Young adults have a lot going for them like the optimism of youth, a bright future ahead, and hopefully a successful career of their choosing. But one of the greatest things they have in their favor is time, especially when it comes to retirement planning. 

Getting an early start has immense benefits when you consider the amount of time for your investments to compound and accumulate wealth for your later years.

This is true, particularly in the case of Millennial couples. You might know your sweetheart’s favorite song, movie, and the comfort food that will always make her smile. But do you know how much she has in a 401(k)? What about the mix of stocks and bonds across all your investment accounts? Looking far ahead, do you have an idea of when and where your spouse wants to retire, or where she dreams of spending time after leaving the workforce?

Unfortunately for most couples, the answer to those questions is, “No.” That’s probably because couples tend to avoid conversations about money since it seems to be a source of arguments. In fact, couples fight about money twice as much as they fight about sex, according to a Money Magazine survey. 

Given the general financial circumstances of your average young couple, it makes sense though. Retirement is decades away, and some people feel that they simply can’t stash away much retirement saving because of budget constraints. 

A lot of Americans in their 20s and 30s are struggling with modest incomes, expensive rents, and perhaps also making plans to buy a house and start a family, not to mention student loans (the average college grad with debt carries a $28,950 balance). 

Fortunately, there are available options for getting a head start on your retirement savings. Many employers automatically enroll new hires in a 401(k) plan, which sends a chunk of your pay into savings before you can get accustomed to having it in your wallet. 

But the most common auto contribution, 3% of pay, isn’t enough to build a livable nest egg. Get in the habit of raising your contribution by at least 1% of pay a year. Your employer may make that easy. At 75% of plans administered by Fidelity, workers can sign up for such scheduled boosts. 

And in the case of an employer-matched contribution program, the more you contribute to your account, the more your employer will match, which is free money to you. It would be a lost opportunity if that weren’t taken advantage of.

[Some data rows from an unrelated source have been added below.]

//! Core error types

use sea_orm::{DbErr, SqlErr};
use thiserror::Error;

/// Errors surfaced by mutation and query operations
#[derive(Error, Debug)]
pub enum CoreError {
    /// A uniqueness constraint would be (or was) violated
    #[error("A {entity} with {field} '{value}' already exists.")]
    Conflict {
        entity: &'static str,
        field: String,
        value: String,
    },

    /// Referenced row does not exist
    #[error("{0} not found.")]
    NotFound(&'static str),

    /// Malformed input reaching this layer (primary validation is upstream)
    #[error("Invalid {field}: {message}")]
    Validation { field: &'static str, message: String },

    /// Database error
    #[error("Database error: {0}")]
    Database(#[from] DbErr),

    /// JSON error
    #[error("JSON error: {0}")]
    Serialization(#[from] serde_json::Error),

    /// Any other failure, surfaced without internal detail
    #[error("{0}")]
    Unexpected(String),
}

/// Result type for core operations
pub type CoreResult<T> = std::result::Result<T, CoreError>;

impl CoreError {
    /// Map a database error raised while inserting `entity`, turning a
    /// uniqueness violation into a named `Conflict`. The colliding value is
    /// not recoverable from the driver message, so `candidates` supplies
    /// the attempted value per unique field.
    pub fn from_insert_err(
        entity: &'static str,
        candidates: &[(&str, &str)],
        err: DbErr,
    ) -> Self {
        match err.sql_err() {
            Some(SqlErr::UniqueConstraintViolation(msg)) => {
                let field = unique_violation_fields(&msg);
                let value = candidates
                    .iter()
                    .find(|(name, _)| field.contains(name))
                    .map(|(_, v)| v.to_string())
                    .unwrap_or_default();
                CoreError::Conflict { entity, field, value }
            }
            _ => CoreError::Database(err),
        }
    }
}

/// Extract the violated column names from a driver uniqueness error.
///
/// SQLite reports `UNIQUE constraint failed: table.col[, table.col...]`;
/// the table qualifiers are stripped so messages name bare fields.
pub(crate) fn unique_violation_fields(message: &str) -> String {
    let tail = message
        .rsplit("UNIQUE constraint failed:")
        .next()
        .unwrap_or(message);
    let fields: Vec<&str> = tail
        .split(',')
        .map(|part| part.rsplit('.').next().unwrap_or(part).trim())
        .filter(|part| !part.is_empty())
        .collect();
    if fields.is_empty() {
        "unique field".to_string()
    } else {
        fields.join(", ")
    }
}

#[cfg(test)]
mod tests {
    use super::*;

    #[test]
    fn parses_single_column_violation() {
        let msg = "error returned from database: (code: 2067) UNIQUE constraint failed: users.email";
        assert_eq!(unique_violation_fields(msg), "email");
    }

    #[test]
    fn parses_composite_violation() {
        let msg = "UNIQUE constraint failed: attendance.user_id, attendance.date";
        assert_eq!(unique_violation_fields(msg), "user_id, date");
    }

    #[test]
    fn falls_back_on_unrecognized_message() {
        assert_eq!(unique_violation_fields(""), "unique field");
    }
}
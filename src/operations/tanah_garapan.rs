//! Tanah Garapan register mutations and queries

use crate::error::{CoreError, CoreResult};
use crate::infrastructure::database::entities::activity_log::LogAction;
use crate::infrastructure::database::entities::tanah_garapan;
use crate::operations::logs::ActivityLogService;
use chrono::Utc;
use sea_orm::{
    ActiveModelTrait, ColumnTrait, DatabaseConnection, EntityTrait, QueryFilter, QueryOrder, Set,
    TransactionTrait,
};
use serde::{Deserialize, Serialize};
use uuid::Uuid;

#[derive(Debug, Clone, Serialize, Deserialize)]
pub struct TanahGarapanInput {
    pub letak_tanah: String,
    pub nama_pemegang_hak: String,
    pub letter_c: String,
    pub nomor_surat_keterangan_garapan: String,
    pub luas: i32,
    pub keterangan: Option<String>,
}

impl TanahGarapanInput {
    fn validate(&self) -> CoreResult<()> {
        if self.luas <= 0 {
            return Err(CoreError::Validation {
                field: "luas",
                message: "must be a positive number".to_string(),
            });
        }
        Ok(())
    }
}

pub struct TanahGarapanService;

impl TanahGarapanService {
    /// All entries, newest first
    pub async fn list(db: &DatabaseConnection) -> CoreResult<Vec<tanah_garapan::Model>> {
        Ok(tanah_garapan::Entity::find()
            .order_by_desc(tanah_garapan::Column::CreatedAt)
            .all(db)
            .await?)
    }

    pub async fn get(db: &DatabaseConnection, uuid: Uuid) -> CoreResult<tanah_garapan::Model> {
        tanah_garapan::Entity::find()
            .filter(tanah_garapan::Column::Uuid.eq(uuid))
            .one(db)
            .await?
            .ok_or(CoreError::NotFound("Tanah Garapan entry"))
    }

    /// Entries grouped under one letak_tanah, ordered by holder name.
    /// An empty group reports NotFound, matching the print-view contract.
    pub async fn by_letak_tanah(
        db: &DatabaseConnection,
        letak_tanah: &str,
    ) -> CoreResult<Vec<tanah_garapan::Model>> {
        let entries = tanah_garapan::Entity::find()
            .filter(tanah_garapan::Column::LetakTanah.eq(letak_tanah))
            .order_by_asc(tanah_garapan::Column::NamaPemegangHak)
            .all(db)
            .await?;
        if entries.is_empty() {
            return Err(CoreError::NotFound("Tanah Garapan entry"));
        }
        Ok(entries)
    }

    pub async fn create(
        db: &DatabaseConnection,
        input: TanahGarapanInput,
        actor: &str,
    ) -> CoreResult<tanah_garapan::Model> {
        input.validate()?;

        let txn = db.begin().await?;

        let created = tanah_garapan::ActiveModel {
            uuid: Set(Uuid::new_v4()),
            letak_tanah: Set(input.letak_tanah.clone()),
            nama_pemegang_hak: Set(input.nama_pemegang_hak.clone()),
            letter_c: Set(input.letter_c.clone()),
            nomor_surat_keterangan_garapan: Set(input.nomor_surat_keterangan_garapan.clone()),
            luas: Set(input.luas),
            keterangan: Set(input.keterangan.clone()),
            created_at: Set(Utc::now()),
            ..Default::default()
        }
        .insert(&txn)
        .await?;

        ActivityLogService::record(
            &txn,
            actor,
            LogAction::CreateTanahGarapan,
            format!(
                "Created new entry for '{}' in '{}'.",
                created.nama_pemegang_hak, created.letak_tanah
            ),
            None,
        )
        .await?;

        txn.commit().await?;
        Ok(created)
    }

    pub async fn update(
        db: &DatabaseConnection,
        uuid: Uuid,
        input: TanahGarapanInput,
        actor: &str,
    ) -> CoreResult<tanah_garapan::Model> {
        input.validate()?;

        let txn = db.begin().await?;

        let existing = tanah_garapan::Entity::find()
            .filter(tanah_garapan::Column::Uuid.eq(uuid))
            .one(&txn)
            .await?
            .ok_or(CoreError::NotFound("Tanah Garapan entry"))?;

        let mut active: tanah_garapan::ActiveModel = existing.into();
        active.letak_tanah = Set(input.letak_tanah.clone());
        active.nama_pemegang_hak = Set(input.nama_pemegang_hak.clone());
        active.letter_c = Set(input.letter_c.clone());
        active.nomor_surat_keterangan_garapan = Set(input.nomor_surat_keterangan_garapan.clone());
        active.luas = Set(input.luas);
        active.keterangan = Set(input.keterangan.clone());
        let updated = active.update(&txn).await?;

        ActivityLogService::record(
            &txn,
            actor,
            LogAction::UpdateTanahGarapan,
            format!(
                "Updated entry for '{}' in '{}'.",
                updated.nama_pemegang_hak, updated.letak_tanah
            ),
            None,
        )
        .await?;

        txn.commit().await?;
        Ok(updated)
    }

    /// Delete an entry, snapshotting the full row. No-op when already gone.
    pub async fn delete(db: &DatabaseConnection, uuid: Uuid, actor: &str) -> CoreResult<()> {
        let txn = db.begin().await?;

        let Some(existing) = tanah_garapan::Entity::find()
            .filter(tanah_garapan::Column::Uuid.eq(uuid))
            .one(&txn)
            .await?
        else {
            return Ok(());
        };

        let snapshot = serde_json::to_value(&existing)?;
        let details = format!(
            "Deleted entry for '{}' in '{}'.",
            existing.nama_pemegang_hak, existing.letak_tanah
        );
        tanah_garapan::Entity::delete_by_id(existing.id)
            .exec(&txn)
            .await?;

        ActivityLogService::record(
            &txn,
            actor,
            LogAction::DeleteTanahGarapan,
            details,
            Some(snapshot),
        )
        .await?;

        txn.commit().await?;
        Ok(())
    }
}
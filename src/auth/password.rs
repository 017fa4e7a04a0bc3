//! Password hashing primitives
//!
//! One-way salted hashing with argon2; hashes are stored as PHC strings.

use argon2::{
    password_hash::{rand_core::OsRng, PasswordHash, PasswordHasher, PasswordVerifier, SaltString},
    Argon2,
};
use rand::{distributions::Alphanumeric, Rng};

use crate::error::{CoreError, CoreResult};

/// Length of generated temporary passwords
const TEMP_PASSWORD_LEN: usize = 8;

/// Hash a plaintext password with a fresh random salt
pub fn hash(plaintext: &str) -> CoreResult<String> {
    let salt = SaltString::generate(&mut OsRng);
    let hashed = Argon2::default()
        .hash_password(plaintext.as_bytes(), &salt)
        .map_err(|e| CoreError::Unexpected(format!("Password hashing failed: {}", e)))?;
    Ok(hashed.to_string())
}

/// Check a plaintext password against a stored PHC string. A malformed
/// stored hash verifies as false rather than erroring.
pub fn verify(plaintext: &str, stored: &str) -> bool {
    PasswordHash::new(stored)
        .map(|parsed| {
            Argon2::default()
                .verify_password(plaintext.as_bytes(), &parsed)
                .is_ok()
        })
        .unwrap_or(false)
}

/// Random alphanumeric temporary password for restored accounts
pub fn generate_temporary() -> String {
    rand::thread_rng()
        .sample_iter(&Alphanumeric)
        .take(TEMP_PASSWORD_LEN)
        .map(char::from)
        .collect()
}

In the case of a married couple, you want to be strategic about how you contribute to your respective retirement funds. By directing more of your 401(k) dollars to the account with the bigger payoff, you can maximize your benefits. 

That might translate into maxing out the dollar-for-dollar match in your spouse’s plan before contributing to your own 401(k), which might offer 50¢ for each $1. For two 25-year-olds each earning $50,000 a year, being clever with one year’s 3%-of-pay contribution could add up to $8,700 at retirement. 

 

IMPORTANT DISCLOSURES

Material contained in this article is provided for information purposes only and is not intended to be used in connection with the evaluation of any investments offered by David Lerner Associates, Inc. This material does not constitute an offer or recommendation to buy or sell securities and should not be considered in connection with the purchase or sale of securities. 

To the extent that this material concerns tax matters, it is not intended or written to be used, and cannot be used, by a taxpayer for the purpose of avoiding penalties that may be imposed by law. 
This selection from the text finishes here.